So, that was more important than my mother packing her bags and splitting for the Caribbean when I was 6 years old? Really? Watching my father deteriorate into a shiftless, jobless, long faced, weekend parent train wreck was simply casual window dressing? I should've laughed at him and said, "Judith Harris says that your misery and the dissolution of our family actually is meaningless, so you can hang yourself from the group home rafters for all I care. All that matters is the kids I play Whiffle ball with.

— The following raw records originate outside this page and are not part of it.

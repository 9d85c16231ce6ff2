use crate::core::assembly::AssembledGroup;
use crate::core::footprint;
use crate::types::{CoherenceJob, SceneRecord, SlicePairing};
use chrono::Duration;

/// Overlap threshold for duplicating one side of an asymmetric 1-vs-2 pairing
const DUPLICATE_THRESHOLD: f64 = 1.0;
/// Thresholds for the four pairwise overlaps of a 2-vs-2 pairing. The last
/// one is lower by design: the tie-break favors the first slot.
const PAIR_THRESHOLDS: [f64; 4] = [1.5, 1.5, 1.5, 1.2];

/// Finds 6/12-day interferometric partners for the emitted jobs
pub struct CoherenceMatcher<'a> {
    records: &'a [SceneRecord],
    with_scene_id: bool,
}

impl<'a> CoherenceMatcher<'a> {
    pub fn new(records: &'a [SceneRecord], with_scene_id: bool) -> Self {
        Self {
            records,
            with_scene_id,
        }
    }

    /// Partner candidates: same ground date at `base + day_offset` and the
    /// same two-digit hour of day. Two passes on one calendar date at
    /// different times of day are not valid interferometric pairs.
    fn candidates(&self, base: &SceneRecord, day_offset: u32) -> Vec<SceneRecord> {
        let target = base.start_date() + Duration::days(day_offset as i64);
        let hour = base.hour_token();
        self.records
            .iter()
            .filter(|r| r.start_date() == target && r.hour_token() == hour)
            .cloned()
            .collect()
    }

    /// One-to-many fan-out for single-scene jobs: every candidate whose
    /// footprint overlaps the base yields its own coherence job
    pub fn match_single(&self, base: &SceneRecord, day_offset: u32) -> Vec<CoherenceJob> {
        let candidates = self.candidates(base, day_offset);
        if candidates.is_empty() {
            return Vec::new();
        }
        if has_cross_pol(base, &candidates) {
            log::debug!(
                "cross-pol in {}d pairing for {}, discarding",
                day_offset,
                base.path
            );
            return Vec::new();
        }

        candidates
            .into_iter()
            .filter(|candidate| {
                footprint::overlap_area(base.scene_dir(), candidate.scene_dir()) > 0.0
            })
            .map(|candidate| {
                let uid = if self.with_scene_id {
                    format!("_{}_{}", base.unique_id, candidate.unique_id)
                } else {
                    String::new()
                };
                CoherenceJob {
                    base_members: vec![base.clone()],
                    partner_members: vec![candidate],
                    day_offset,
                    output_name: output_name(base, day_offset, &uid),
                }
            })
            .collect()
    }

    /// Exactly one coherence job per (job, offset) for assembled groups,
    /// reducing both sides to the spatially relevant slices
    pub fn match_assembled(
        &self,
        group: &AssembledGroup,
        day_offset: u32,
    ) -> Option<CoherenceJob> {
        let candidates = self.candidates(&group.anchor, day_offset);
        if candidates.is_empty() {
            return None;
        }
        if group.has_cross_pol || has_cross_pol(&group.anchor, &candidates) {
            log::debug!(
                "cross-pol in {}d pairing for {}, discarding",
                day_offset,
                group.anchor.path
            );
            return None;
        }

        let base = SlicePairing::from_members(&group.job_members())?;
        let partner = SlicePairing::from_members(&candidates)?;
        let (base_members, partner_members) = reduce_pairing(base, partner);

        let uid = if self.with_scene_id {
            base_members
                .iter()
                .chain(partner_members.iter())
                .map(|m| format!("_{}", m.unique_id))
                .collect()
        } else {
            String::new()
        };

        Some(CoherenceJob {
            base_members,
            partner_members,
            day_offset,
            output_name: output_name(&group.anchor, day_offset, &uid),
        })
    }
}

fn has_cross_pol(base: &SceneRecord, candidates: &[SceneRecord]) -> bool {
    base.polarization.is_cross_pol() || candidates.iter().any(|c| c.polarization.is_cross_pol())
}

fn output_name(anchor: &SceneRecord, day_offset: u32, uid: &str) -> String {
    let partner_date = (anchor.start_date() + Duration::days(day_offset as i64))
        .format("%Y%m%d")
        .to_string();
    format!(
        "{}_{}_{}_{}_{}_{}{}_coh{}d",
        anchor.date_token(),
        partner_date,
        anchor.platform,
        anchor.polarization,
        anchor.relative_orbit,
        anchor.orbit_direction.name_token(),
        uid,
        day_offset
    )
}

/// Reduces a (base, partner) pairing to matching element counts using
/// overlap-area thresholds.
///
/// A single scene that covers both scenes on the other side is duplicated
/// into both slots; in the 2-vs-2 case whichever scene covers both opposite
/// scenes collapses its counterpart, with a pairwise fallback when no
/// collapse condition fires. Defined for areas of interest overlapping at
/// most two footprints per side.
pub fn reduce_pairing(
    base: SlicePairing,
    partner: SlicePairing,
) -> (Vec<SceneRecord>, Vec<SceneRecord>) {
    use SlicePairing::{Assembled, Single};

    let overlap = |a: &SceneRecord, b: &SceneRecord| {
        footprint::overlap_area(a.scene_dir(), b.scene_dir())
    };

    match (base, partner) {
        (Single(b), Assembled(c1, c2)) => {
            let covers_both = overlap(&b, &c1) > DUPLICATE_THRESHOLD
                && overlap(&b, &c2) > DUPLICATE_THRESHOLD;
            let base_members = if covers_both {
                vec![b.clone(), b]
            } else {
                vec![b]
            };
            (base_members, vec![c1, c2])
        }
        (Assembled(b1, b2), Single(c)) => {
            let covered_by_both = overlap(&b1, &c) > DUPLICATE_THRESHOLD
                && overlap(&b2, &c) > DUPLICATE_THRESHOLD;
            let partner_members = if covered_by_both {
                vec![c.clone(), c]
            } else {
                vec![c]
            };
            (vec![b1, b2], partner_members)
        }
        (Assembled(b1, b2), Assembled(c1, c2)) => {
            let o11 = overlap(&b1, &c1) > PAIR_THRESHOLDS[0];
            let o12 = overlap(&b1, &c2) > PAIR_THRESHOLDS[1];
            let o21 = overlap(&b2, &c1) > PAIR_THRESHOLDS[2];
            let o22 = overlap(&b2, &c2) > PAIR_THRESHOLDS[3];

            if !o11 && !o12 && o21 && o22 {
                (vec![b2.clone(), b2], vec![c1, c2])
            } else if !o21 && !o22 && o11 && o12 {
                (vec![b1.clone(), b1], vec![c1, c2])
            } else if !o11 && !o21 && o12 && o22 {
                (vec![b1, b2], vec![c2.clone(), c2])
            } else if !o12 && !o22 && o11 && o21 {
                (vec![b1, b2], vec![c1.clone(), c1])
            } else if o12 {
                (vec![b1], vec![c2])
            } else if o21 {
                (vec![b2], vec![c1])
            } else {
                (vec![b1, b2], vec![c1, c2])
            }
        }
        (b, c) => (b.members(), c.members()),
    }
}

C-yah, wouldn't wanna B-yah."

And all this time I just thought those stoned playmates were there to keep me entertained until I could get out of town.

And what does this theory say about athletic or musical prodigies? That trained abilities aren't related to personality, intelligence of emotional health. A well trained golfer like Tiger Woods would never exist without his father. But his father had nothing to do with his personality. Michael Jackson, in the hands of a gravedigger, would've been a laborer, a damn good laborer, but because his peer group included Motown giants he grew up a performer. But his parents didn't influence his goofy personality. Really? His private carnival, zoo and creepy sleepovers were unrelated to his parents?

I haven't read the whole book so I need help here. Any amateur therapists want to weigh in? There is no way you can convince me that Michael Jackson and Mozart or Alex Rodriguez were destined to be who they are because of their peer group. No way. How many Olympiads thank their parents? How many serial killers curse their parents? Isn't a good parent just a good coach, someone you sort of hate but who prepares you for the race? No, there must be an exception when it comes to athletics and music because parents have everything to do with physical abilities. Anyone can learn to play the piano provided they start when they are about 5 years old and practice for 8 hours a day for 10 years. If your parent wasn't there to remind you to practice almost no one would play piano voluntarily. Maybe that's a good thing since only Mozart talents would bother taking the time.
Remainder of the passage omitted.